3 Ways Technology Has Changed Recruitment for the Better (and Worse)
From professional networking sites and job boards to online applicant systems and recruitment software for in-house processing, technology has revolutionized recruitment, profoundly changing how employers and recruiters find potential candidates.
But, while technology can offer easy solutions, it often has a way of creating new problems in the process, doing a fantastic heavy lift of quickly sorting through candidates, but with a risk that non-traditional candidates or candidates with unusual experience that might be a very good fit could get stuck in the filters.
That’s just the obvious Good News/Bad News example. According to CIO.com (a digital trade publication for Chief Information Officers), here are 3 ways technology has forever changed recruitment, and how the recruitment and information officers will need to adapt to overcome some of the problems that come from them.
Data overload in recruitment
Businesses can’t get enough of big data – and it’s certainly valuable in recruitment – but there is such a thing as too much data (we’ll even attest to that).
More data and high volume data sifting can allow tiny details to amplify, ultimately skewing the process enough where missing good candidates is statistically too possible for comfort. And while
the analytics and systems are becoming so finely tuned that they can boil a pile of resumes down to one applicant who will be the best fit, these increasingly sophisticated systems become more complex to maintain.
That’s why information experts suggest hiring a data scientist or analyst to help make sense of the information, and to maintain the software and hardware used to collect and store the data. Otherwise, businesses run the risk of finding themselves with more data than they know what to do with, which can create more chaos and waste resources.
Global reach to find potential candidates
Technology hasn’t just made it easier to apply to jobs, it has also made it easier for businesses to find qualified candidates anywhere in the world. Recruiters can now scan job boards and professional network sites, like LinkedIn, for qualified candidates with the right skills – without the limits of geography.
This obviously makes it much easier for recruiters to reach out to candidates they may have overlooked due to location. And it opens a recruiter’s reach to find professionals with a specific skill set that they can’t find locally.

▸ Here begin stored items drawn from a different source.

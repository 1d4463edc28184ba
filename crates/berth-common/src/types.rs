//! Domain primitive types used across the berth workspace.

use std::fmt;

use serde::{Deserialize, Serialize};

use crate::error::{BerthError, Result};

/// Unique identifier for a container instance.
#[derive(Debug, Clone, PartialEq, Eq, Hash, PartialOrd, Ord, Serialize, Deserialize)]
pub struct ContainerId(String);

impl ContainerId {
    /// Creates a new container ID from a string value.
    #[must_use]
    pub fn new(id: impl Into<String>) -> Self {
        Self(id.into())
    }

    /// Generates a random (version 4) container ID.
    #[must_use]
    pub fn generate() -> Self {
        Self(uuid::Uuid::new_v4().to_string())
    }

    /// Returns the inner string representation.
    #[must_use]
    pub fn as_str(&self) -> &str {
        &self.0
    }
}

impl fmt::Display for ContainerId {
    fn fmt(&self, f: &mut fmt::Formatter<'_>) -> fmt::Result {
        write!(f, "{}", self.0)
    }
}

/// Returns whether `name` matches `^[a-z0-9]+(-[a-z0-9]+)*$`.
///
/// This is the grammar for container names and named volumes.
#[must_use]
pub fn is_valid_name(name: &str) -> bool {
    !name.is_empty()
        && name
            .split('-')
            .all(|part| {
                !part.is_empty()
                    && part
                        .bytes()
                        .all(|b| b.is_ascii_lowercase() || b.is_ascii_digit())
            })
}

/// Converts an image identifier such as `example.com/reduce-worker` into a
/// valid container name (`example-com-reduce-worker`).
///
/// # Errors
///
/// Returns [`BerthError::InvalidName`] if nothing usable remains.
pub fn name_from_identifier(identifier: &str) -> Result<String> {
    let mut name = String::with_capacity(identifier.len());
    for c in identifier.chars().map(|c| c.to_ascii_lowercase()) {
        if c.is_ascii_lowercase() || c.is_ascii_digit() {
            name.push(c);
        } else if !name.is_empty() && !name.ends_with('-') {
            name.push('-');
        }
    }
    while name.ends_with('-') {
        let _ = name.pop();
    }
    if name.is_empty() {
        return Err(BerthError::InvalidName {
            name: identifier.to_string(),
        });
    }
    Ok(name)
}

/// Lifecycle state of a container.
///
/// Progression is forward only: `New → Starting → Running → Stopping →
/// Stopped | Exited`. A failure while `Starting` jumps straight to `Failed`.
#[derive(Debug, Clone, Copy, Default, PartialEq, Eq, Hash, Serialize, Deserialize)]
pub enum ContainerState {
    /// Registered, bootstrap not yet begun.
    #[default]
    New,
    /// Resources are being provisioned and the stager is bootstrapping.
    Starting,
    /// Every bootstrap step completed.
    Running,
    /// A stop was requested and is in progress.
    Stopping,
    /// Stopped on request.
    Stopped,
    /// The process tree exited on its own.
    Exited,
    /// Bootstrap failed and resources were rolled back.
    Failed,
}

impl ContainerState {
    /// Returns whether no further transitions are possible.
    #[must_use]
    pub const fn is_terminal(self) -> bool {
        matches!(self, Self::Stopped | Self::Exited | Self::Failed)
    }

    /// Returns whether moving from `self` to `next` is a legal transition.
    #[must_use]
    pub const fn can_transition_to(self, next: Self) -> bool {
        match (self, next) {
            (Self::New, Self::Starting)
            | (Self::Starting, Self::Running | Self::Failed)
            | (Self::Running, Self::Stopping | Self::Exited)
            | (Self::Stopping, Self::Stopped | Self::Exited) => true,
            _ => false,
        }
    }
}

impl fmt::Display for ContainerState {
    fn fmt(&self, f: &mut fmt::Formatter<'_>) -> fmt::Result {
        match self {
            Self::New => write!(f, "new"),
            Self::Starting => write!(f, "starting"),
            Self::Running => write!(f, "running"),
            Self::Stopping => write!(f, "stopping"),
            Self::Stopped => write!(f, "stopped"),
            Self::Exited => write!(f, "exited"),
            Self::Failed => write!(f, "failed"),
        }
    }
}

#[cfg(test)]
mod tests {
    use super::*;

    #[test]
    fn generated_ids_are_unique() {
        assert_ne!(ContainerId::generate(), ContainerId::generate());
    }

    #[test]
    fn valid_names() {
        assert!(is_valid_name("data"));
        assert!(is_valid_name("data-2"));
        assert!(!is_valid_name(""));
        assert!(!is_valid_name("Data"));
        assert!(!is_valid_name("a--b"));
        assert!(!is_valid_name("-a"));
        assert!(!is_valid_name("../etc"));
    }

    #[test]
    fn name_from_identifier_sanitizes() {
        assert_eq!(
            name_from_identifier("example.com/reduce-worker").unwrap(),
            "example-com-reduce-worker"
        );
        assert_eq!(name_from_identifier("Busybox").unwrap(), "busybox");
        assert_eq!(name_from_identifier("/a//b/").unwrap(), "a-b");
        assert!(name_from_identifier("///").is_err());
    }

    #[test]
    fn transitions_only_move_forward() {
        use ContainerState::*;
        assert!(New.can_transition_to(Starting));
        assert!(Starting.can_transition_to(Running));
        assert!(Starting.can_transition_to(Failed));
        assert!(Running.can_transition_to(Stopping));
        assert!(Stopping.can_transition_to(Stopped));
        assert!(!New.can_transition_to(Running));
        assert!(!Running.can_transition_to(Starting));
        assert!(!Exited.can_transition_to(Running));
    }
}
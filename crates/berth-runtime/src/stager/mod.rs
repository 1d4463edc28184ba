//! The bootstrap state machine.
//!
//! A container is brought up by running a fixed list of [`Step`]s against a
//! [`Bootstrap`] context. The list is data; the context supplies the step
//! bodies, so the real stager ([`StagerSetup`]) and test doubles share the
//! same sequencing and failure handling.
//!
//! On the first failing step the sequence halts, [`Bootstrap::stop`] is
//! called once, and the step's error is returned unchanged.

pub mod setup;

use std::fmt;

use berth_common::error::{BerthError, Result};
use thiserror::Error;

use crate::launch::Readiness;

pub use setup::{StagerConfig, StagerSetup, execute};

/// One bootstrap step, in execution order.
#[derive(Debug, Clone, Copy, PartialEq, Eq, Hash)]
pub enum Step {
    /// Install shutdown signal handling for the stager itself.
    SignalHandling,
    /// Read the stager configuration and pod manifest.
    ReadManifest,
    /// Persist the initial state file.
    WriteState,
    /// Populate per-app tracking.
    PopulateState,
    /// Create the runtime primitive factory.
    CreateFactory,
    /// Start the primitive's init process.
    LaunchInit,
    /// Apply volume mounts.
    ContainerFilesystem,
    /// Start every app process.
    CreateContainers,
    /// Record the running state.
    MarkRunning,
}

impl Step {
    /// Every step, in execution order.
    pub const ALL: [Self; 9] = [
        Self::SignalHandling,
        Self::ReadManifest,
        Self::WriteState,
        Self::PopulateState,
        Self::CreateFactory,
        Self::LaunchInit,
        Self::ContainerFilesystem,
        Self::CreateContainers,
        Self::MarkRunning,
    ];

    /// Name used in logs and readiness reports.
    #[must_use]
    pub const fn name(self) -> &'static str {
        match self {
            Self::SignalHandling => "signal-handling",
            Self::ReadManifest => "read-manifest",
            Self::WriteState => "write-state",
            Self::PopulateState => "populate-state",
            Self::CreateFactory => "create-factory",
            Self::LaunchInit => "launch-init",
            Self::ContainerFilesystem => "container-filesystem",
            Self::CreateContainers => "create-containers",
            Self::MarkRunning => "mark-running",
        }
    }

    fn run(self, context: &mut dyn Bootstrap) -> Result<()> {
        match self {
            Self::SignalHandling => context.install_signal_handling(),
            Self::ReadManifest => context.read_manifest(),
            Self::WriteState => context.write_state(),
            Self::PopulateState => context.populate_state(),
            Self::CreateFactory => context.create_factory(),
            Self::LaunchInit => context.launch_init(),
            Self::ContainerFilesystem => context.container_filesystem(),
            Self::CreateContainers => context.create_containers(),
            Self::MarkRunning => context.mark_running(),
        }
    }
}

impl fmt::Display for Step {
    fn fmt(&self, f: &mut fmt::Formatter<'_>) -> fmt::Result {
        f.write_str(self.name())
    }
}

/// The step bodies of a bootstrap.
pub trait Bootstrap {
    /// Installs shutdown signal handling.
    ///
    /// # Errors
    ///
    /// Returns an error if the handler cannot be installed.
    fn install_signal_handling(&mut self) -> Result<()>;

    /// Reads the configuration and manifest.
    ///
    /// # Errors
    ///
    /// Returns an error if they cannot be read or parsed.
    fn read_manifest(&mut self) -> Result<()>;

    /// Persists the initial state.
    ///
    /// # Errors
    ///
    /// Returns an error if the state cannot be written.
    fn write_state(&mut self) -> Result<()>;

    /// Populates per-app tracking.
    ///
    /// # Errors
    ///
    /// Returns an error if the tracking cannot be persisted.
    fn populate_state(&mut self) -> Result<()>;

    /// Creates the primitive factory.
    ///
    /// # Errors
    ///
    /// Returns an error if the factory cannot be created.
    fn create_factory(&mut self) -> Result<()>;

    /// Starts the primitive's init process.
    ///
    /// # Errors
    ///
    /// Returns an error if init fails to start.
    fn launch_init(&mut self) -> Result<()>;

    /// Applies the container's mounts.
    ///
    /// # Errors
    ///
    /// Returns an error if a mount fails.
    fn container_filesystem(&mut self) -> Result<()>;

    /// Starts every app process.
    ///
    /// # Errors
    ///
    /// Returns an error if a process cannot be started.
    fn create_containers(&mut self) -> Result<()>;

    /// Records that every step completed.
    ///
    /// # Errors
    ///
    /// Returns an error if the state cannot be persisted.
    fn mark_running(&mut self) -> Result<()>;

    /// Reports the bootstrap outcome to the waiting supervisor.
    fn signal_ready(&mut self, report: &Readiness);

    /// Releases everything acquired so far. Must be a no-op when nothing
    /// was acquired.
    ///
    /// # Errors
    ///
    /// Returns an error if a resource could not be released.
    fn stop(&mut self) -> Result<()>;
}

/// The step that failed and its error.
#[derive(Debug, Error)]
#[error("bootstrap step {step} failed: {error}")]
pub struct StepFailure {
    /// The failing step.
    pub step: Step,
    /// The step's own error.
    #[source]
    pub error: BerthError,
}

impl From<StepFailure> for BerthError {
    fn from(failure: StepFailure) -> Self {
        Self::BootstrapStepFailed {
            step: failure.step.name().into(),
            message: failure.error.to_string(),
        }
    }
}

/// Runs every step in order.
///
/// # Errors
///
/// Returns the first failing step with its error, after
/// [`Bootstrap::stop`] has been called.
pub fn run(context: &mut dyn Bootstrap) -> std::result::Result<(), StepFailure> {
    for step in Step::ALL {
        tracing::debug!(%step, "bootstrap step");
        if let Err(error) = step.run(context) {
            tracing::error!(%step, error = %error, "bootstrap step failed");
            if let Err(e) = context.stop() {
                tracing::warn!(error = %e, "bootstrap rollback incomplete");
            }
            context.signal_ready(&Readiness::Failed {
                step: step.name().into(),
                message: error.to_string(),
            });
            return Err(StepFailure { step, error });
        }
    }
    tracing::info!("bootstrap complete");
    context.signal_ready(&Readiness::Ready);
    Ok(())
}

#[cfg(test)]
mod tests {
    use super::*;

    /// Tracks progress the way the real stager does, failing at `fail_at`.
    #[derive(Default)]
    struct Recorder {
        fail_at: Option<Step>,
        state: Option<&'static str>,
        acquired: bool,
        stops: usize,
        report: Option<Readiness>,
    }

    impl Recorder {
        fn failing_at(step: Step) -> Self {
            Self {
                fail_at: Some(step),
                ..Self::default()
            }
        }

        fn step(&mut self, step: Step, state: Option<&'static str>) -> Result<()> {
            if self.fail_at == Some(step) {
                return Err(BerthError::Internal {
                    message: format!("injected failure in {step}"),
                });
            }
            if let Some(state) = state {
                self.state = Some(state);
            }
            Ok(())
        }
    }

    impl Bootstrap for Recorder {
        fn install_signal_handling(&mut self) -> Result<()> {
            self.step(Step::SignalHandling, None)
        }

        fn read_manifest(&mut self) -> Result<()> {
            self.step(Step::ReadManifest, None)
        }

        fn write_state(&mut self) -> Result<()> {
            self.step(Step::WriteState, Some("setup"))
        }

        fn populate_state(&mut self) -> Result<()> {
            self.step(Step::PopulateState, Some("populated"))
        }

        fn create_factory(&mut self) -> Result<()> {
            self.step(Step::CreateFactory, None)
        }

        fn launch_init(&mut self) -> Result<()> {
            self.step(Step::LaunchInit, None)?;
            self.acquired = true;
            Ok(())
        }

        fn container_filesystem(&mut self) -> Result<()> {
            self.step(Step::ContainerFilesystem, None)
        }

        fn create_containers(&mut self) -> Result<()> {
            self.step(Step::CreateContainers, None)
        }

        fn mark_running(&mut self) -> Result<()> {
            self.step(Step::MarkRunning, Some("running"))
        }

        fn signal_ready(&mut self, report: &Readiness) {
            self.report = Some(report.clone());
        }

        fn stop(&mut self) -> Result<()> {
            self.stops += 1;
            self.acquired = false;
            Ok(())
        }
    }

    #[test]
    fn filesystem_failure_leaves_state_populated_and_stops_once() {
        let mut recorder = Recorder::failing_at(Step::ContainerFilesystem);
        let failure = run(&mut recorder).expect_err("must fail");

        assert_eq!(failure.step, Step::ContainerFilesystem);
        assert!(matches!(failure.error, BerthError::Internal { .. }));
        assert_eq!(recorder.state, Some("populated"));
        assert_eq!(recorder.stops, 1);
        assert!(!recorder.acquired);
        assert!(matches!(
            recorder.report,
            Some(Readiness::Failed { ref step, .. }) if step == "container-filesystem"
        ));
    }

    #[test]
    fn successful_bootstrap_reaches_running_without_stop() {
        let mut recorder = Recorder::default();
        run(&mut recorder).expect("bootstrap");

        assert_eq!(recorder.state, Some("running"));
        assert_eq!(recorder.stops, 0);
        assert_eq!(recorder.report, Some(Readiness::Ready));
    }

    #[test]
    fn early_failure_stops_with_nothing_acquired() {
        let mut recorder = Recorder::failing_at(Step::ReadManifest);
        let failure = run(&mut recorder).expect_err("must fail");

        assert_eq!(failure.step, Step::ReadManifest);
        assert_eq!(recorder.state, None);
        assert_eq!(recorder.stops, 1);
    }

    #[test]
    fn step_failure_converts_to_bootstrap_error() {
        let failure = StepFailure {
            step: Step::LaunchInit,
            error: BerthError::Internal {
                message: "no init".into(),
            },
        };
        let err = BerthError::from(failure);
        assert_eq!(
            err.to_string(),
            "bootstrap step launch-init failed: internal error: no init"
        );
    }
}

No downside here, except the additional data is part of the phenomena described in the first point.
Eliminating, or introducing, bias
There is a laundry list of reasons why unconscious bias in hiring hurts companies, but
new technology can help businesses not only remove unconscious bias by eliminating anything from a resume that might identify gender or race, but it can also help bring a specific bias into the recruitment process. For example, if a company looks at their workforce and realizes they have predominantly male developers, they can use technology to target female developers in the recruitment process.
It can also help companies evaluate their job descriptions to identify any biases in the phrasing. Studies even show that “gendered wording” in job descriptions can unintentionally encourage a hiring bias. Because no matter how much a recruiter or HR rep tries to be unbiased and balanced, there often is some level of selection bias present. AI-based systems, assuming there are no biases in the algorithm of course, will have none.